**Task requirements**
Every entry should appear in your answer exactly as it does here.

Saved data entries
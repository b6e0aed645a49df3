//! Procedural edge meshes for the glow decoration

use bevy_math::Vec3;
use std::f32::consts::{PI, TAU};

use crate::fragment::Mesh;

#[derive(Clone, Copy, Debug)]
pub struct SphereOptions {
    pub radius: f32,
    pub stacks: u32,
    pub slices: u32,
}

impl Default for SphereOptions {
    fn default() -> Self {
        Self {
            radius: 1.0,
            stacks: 12,
            slices: 24,
        }
    }
}

/// Closed circle in the XY plane, facing the default camera
pub fn ring(radius: f32, segments: u32) -> Mesh {
    let segments = segments.max(3);
    let positions: Vec<Vec3> = (0..segments)
        .map(|i| {
            let theta = i as f32 / segments as f32 * TAU;
            Vec3::new(radius * theta.cos(), radius * theta.sin(), 0.0)
        })
        .collect();
    let indices: Vec<u32> = (0..segments).collect();
    Mesh::from_line_strip(positions, &indices, true)
}

/// UV sphere as a triangle list, reduced to its unique edges
pub fn uv_sphere(opts: SphereOptions) -> Mesh {
    let stacks = opts.stacks.max(2);
    let slices = opts.slices.max(3);

    let mut positions = Vec::with_capacity(((stacks + 1) * (slices + 1)) as usize);
    for stack in 0..=stacks {
        let phi = stack as f32 / stacks as f32 * PI;
        for slice in 0..=slices {
            let theta = slice as f32 / slices as f32 * TAU;
            positions.push(Vec3::new(
                opts.radius * phi.sin() * theta.cos(),
                opts.radius * phi.cos(),
                opts.radius * phi.sin() * theta.sin(),
            ));
        }
    }

    let row = slices + 1;
    let mut indices = Vec::with_capacity((stacks * slices * 6) as usize);
    for stack in 0..stacks {
        for slice in 0..slices {
            let i0 = stack * row + slice;
            let i1 = i0 + 1;
            let i2 = (stack + 1) * row + slice;
            let i3 = i2 + 1;
            indices.extend_from_slice(&[i0, i2, i1, i1, i2, i3]);
        }
    }

    Mesh::from_triangles(positions, &indices)
}

#[cfg(test)]
mod tests {
    use super::*;

    #[test]
    fn test_ring_is_closed() {
        let mesh = ring(2.0, 16);
        assert_eq!(mesh.vertex_count(), 16);
        assert_eq!(mesh.edge_count(), 16);
        for p in &mesh.positions {
            assert!((p.length() - 2.0).abs() < 1e-5);
            assert_eq!(p.z, 0.0);
        }
    }

    #[test]
    fn test_sphere_vertices_on_radius() {
        let mesh = uv_sphere(SphereOptions {
            radius: 1.5,
            stacks: 4,
            slices: 8,
        });
        assert_eq!(mesh.vertex_count(), 5 * 9);
        assert!(mesh.edge_count() > 0);
        for p in &mesh.positions {
            assert!((p.length() - 1.5).abs() < 1e-4);
        }
    }
}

**Result of this exercise**
repository b6e0aed645a49df3
//! Procedural edge meshes for the glow decoration

use bevy_math::Vec3;
use std::f32::consts::{PI, TAU};

use crate::fragment::Mesh;

#[derive(Clone, Copy, Debug)]
pub struct SphereOptions {
    pub radius: f32,
    pub stacks: u32,
    pub slices: u32,
}

impl Default for SphereOptions {
    fn default() -> Self {
        Self {
            radius: 1.0,
            stacks: 12,
            slices: 24,
        }
    }
}

/// Closed circle in the XY plane, facing the default camera
pub fn ring(radius: f32, segments: u32) -> Mesh {
    let segments = segments.max(3);
    let positions: Vec<Vec3> = (0..segments)
        .map(|i| {
            let theta = i as f32 / segments as f32 * TAU;
            Vec3::new(radius * theta.cos(), radius * theta.sin(), 0.0)
        })
        .collect();
    let indices: Vec<u32> = (0..segments).collect();
    Mesh::from_line_strip(positions, &indices, true)
}

/// UV sphere as a triangle list, reduced to its unique edges
pub fn uv_sphere(opts: SphereOptions) -> Mesh {
    let stacks = opts.stacks.max(2);
    let slices = opts.slices.max(3);

    let mut positions = Vec::with_capacity(((stacks + 1) * (slices + 1)) as usize);
    for stack in 0..=stacks {
        let phi = stack as f32 / stacks as f32 * PI;
        for slice in 0..=slices {
            let theta = slice as f32 / slices as f32 * TAU;
            positions.push(Vec3::new(
                opts.radius * phi.sin() * theta.cos(),
                opts.radius * phi.cos(),
                opts.radius * phi.sin() * theta.sin(),
            ));
        }
    }

    let row = slices + 1;
    let mut indices = Vec::with_capacity((stacks * slices * 6) as usize);
    for stack in 0..stacks {
        for slice in 0..slices {
            let i0 = stack * row + slice;
            let i1 = i0 + 1;
            let i2 = (stack + 1) * row + slice;
            let i3 = i2 + 1;
            indices.extend_from_slice(&[i0, i2, i1, i1, i2, i3]);
        }
    }

    Mesh::from_triangles(positions, &indices)
}

#[cfg(test)]
mod tests {
    use super::*;

    #[test]
    fn test_ring_is_closed() {
        let mesh = ring(2.0, 16);
        assert_eq!(mesh.vertex_count(), 16);
        assert_eq!(mesh.edge_count(), 16);
        for p in &mesh.positions {
            assert!((p.length() - 2.0).abs() < 1e-5);
            assert_eq!(p.z, 0.0);
        }
    }

    #[test]
    fn test_sphere_vertices_on_radius() {
        let mesh = uv_sphere(SphereOptions {
            radius: 1.5,
            stacks: 4,
            slices: 8,
        });
        assert_eq!(mesh.vertex_count(), 5 * 9);
        assert!(mesh.edge_count() > 0);
        for p in &mesh.positions {
            assert!((p.length() - 1.5).abs() < 1e-4);
        }
    }
}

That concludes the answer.